**Given entries**.
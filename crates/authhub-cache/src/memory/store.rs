//! In-memory cache implementation using the moka crate.
//!
//! Entries carry their own deadline because moka's simple API only offers
//! a cache-wide TTL; sessions and state markers need per-key expirations.

use std::time::{Duration, Instant};

use async_trait::async_trait;
use moka::future::Cache;

use authhub_core::config::cache::MemoryCacheConfig;
use authhub_core::result::AppResult;
use authhub_core::traits::cache::CacheProvider;

/// A stored value with its expiration deadline.
#[derive(Debug, Clone)]
struct MemoryEntry {
    value: String,
    expires_at: Instant,
}

impl MemoryEntry {
    fn is_expired(&self) -> bool {
        Instant::now() >= self.expires_at
    }
}

/// In-memory cache provider using moka.
#[derive(Debug, Clone)]
pub struct MemoryCacheProvider {
    /// The underlying moka cache.
    cache: Cache<String, MemoryEntry>,
}

impl MemoryCacheProvider {
    /// Create a new in-memory cache from configuration.
    pub fn new(config: &MemoryCacheConfig) -> Self {
        let cache = Cache::builder().max_capacity(config.max_capacity).build();
        Self { cache }
    }
}

#[async_trait]
impl CacheProvider for MemoryCacheProvider {
    async fn get(&self, key: &str) -> AppResult<Option<String>> {
        match self.cache.get(key).await {
            Some(entry) if entry.is_expired() => {
                self.cache.remove(key).await;
                Ok(None)
            }
            Some(entry) => Ok(Some(entry.value)),
            None => Ok(None),
        }
    }

    async fn set(&self, key: &str, value: &str, ttl: Duration) -> AppResult<()> {
        let entry = MemoryEntry {
            value: value.to_string(),
            expires_at: Instant::now() + ttl,
        };
        self.cache.insert(key.to_string(), entry).await;
        Ok(())
    }

    async fn get_del(&self, key: &str) -> AppResult<Option<String>> {
        // moka's remove returns the previous value exactly once, so two
        // racing consumers cannot both observe it.
        match self.cache.remove(key).await {
            Some(entry) if entry.is_expired() => Ok(None),
            Some(entry) => Ok(Some(entry.value)),
            None => Ok(None),
        }
    }

    async fn delete(&self, key: &str) -> AppResult<()> {
        self.cache.remove(key).await;
        Ok(())
    }

    async fn expire(&self, key: &str, ttl: Duration) -> AppResult<bool> {
        match self.cache.get(key).await {
            Some(entry) if !entry.is_expired() => {
                let refreshed = MemoryEntry {
                    value: entry.value,
                    expires_at: Instant::now() + ttl,
                };
                self.cache.insert(key.to_string(), refreshed).await;
                Ok(true)
            }
            _ => Ok(false),
        }
    }

    async fn health_check(&self) -> AppResult<bool> {
        Ok(true)
    }
}
//! Application state shared across all handlers and middleware.

use std::sync::Arc;

use authhub_auth::acl::{AclTable, AuthInterceptor};
use authhub_auth::jwt::{JwtDecoder, JwtEncoder};
use authhub_auth::password::PasswordHasher;
use authhub_auth::session::SessionStore;
use authhub_cache::CacheManager;
use authhub_core::config::AppConfig;
use authhub_core::result::AppResult;
use authhub_entity::user::UserDirectory;
use authhub_oauth::registry::ProviderRegistry;
use authhub_oauth::state::StateManager;

/// Application state containing all shared dependencies.
///
/// Passed to every Axum handler via `State<AppState>`.
/// All fields are `Arc`-wrapped for cheap cloning across tasks.
#[derive(Clone)]
pub struct AppState {
    /// Application configuration.
    pub config: Arc<AppConfig>,
    /// Key-value store manager.
    pub cache: Arc<CacheManager>,
    /// User directory.
    pub directory: Arc<dyn UserDirectory>,
    /// Password hasher (Argon2id).
    pub hasher: Arc<PasswordHasher>,
    /// Token encoder.
    pub encoder: Arc<JwtEncoder>,
    /// Token decoder and validator.
    pub decoder: Arc<JwtDecoder>,
    /// Session store.
    pub sessions: Arc<SessionStore>,
    /// OAuth state manager.
    pub states: Arc<StateManager>,
    /// Identity provider registry.
    pub providers: Arc<ProviderRegistry>,
    /// Per-method authorization interceptor.
    pub interceptor: Arc<AuthInterceptor>,
}

impl AppState {
    /// Wires up all shared components on top of an already-connected
    /// store and directory.
    pub fn assemble(
        config: AppConfig,
        cache: Arc<CacheManager>,
        directory: Arc<dyn UserDirectory>,
    ) -> AppResult<Self> {
        let hasher = Arc::new(PasswordHasher::new(&config.auth.password)?);
        let encoder = Arc::new(JwtEncoder::new(&config.auth));
        let decoder = Arc::new(JwtDecoder::new(&config.auth));
        let sessions = Arc::new(SessionStore::new(
            Arc::clone(&cache),
            config.session.clone(),
        ));
        let states = Arc::new(StateManager::new(Arc::clone(&cache), &config.oauth));
        let providers = Arc::new(ProviderRegistry::from_config(
            &config.oauth,
            Arc::clone(&directory),
        )?);
        let interceptor = Arc::new(AuthInterceptor::new(
            AclTable::from_config(&config.acl),
            Arc::clone(&decoder),
        ));

        Ok(Self {
            config: Arc::new(config),
            cache,
            directory,
            hasher,
            encoder,
            decoder,
            sessions,
            states,
            providers,
            interceptor,
        })
    }
}

impl std::fmt::Debug for AppState {
    fn fmt(&self, f: &mut std::fmt::Formatter<'_>) -> std::fmt::Result {
        f.debug_struct("AppState")
            .field("config", &self.config)
            .field("providers", &self.providers)
            .finish_non_exhaustive()
    }
}
//! # authhub-core
//!
//! Core crate for AuthHub. Contains the unified error system, configuration
//! schemas, and the TTL-capable key-value store trait the rest of the
//! workspace is built against.
//!
//! This crate has **no** internal dependencies on other AuthHub crates.

pub mod config;
pub mod error;
pub mod result;
pub mod traits;

pub use error::AppError;
pub use result::AppResult;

**Assignment**. Scan the material for the string "dependencies". Copy each line where it appears.

**Solution**.
/// Application state containing all shared dependencies.
//! This crate has **no** internal dependencies on other AuthHub crates.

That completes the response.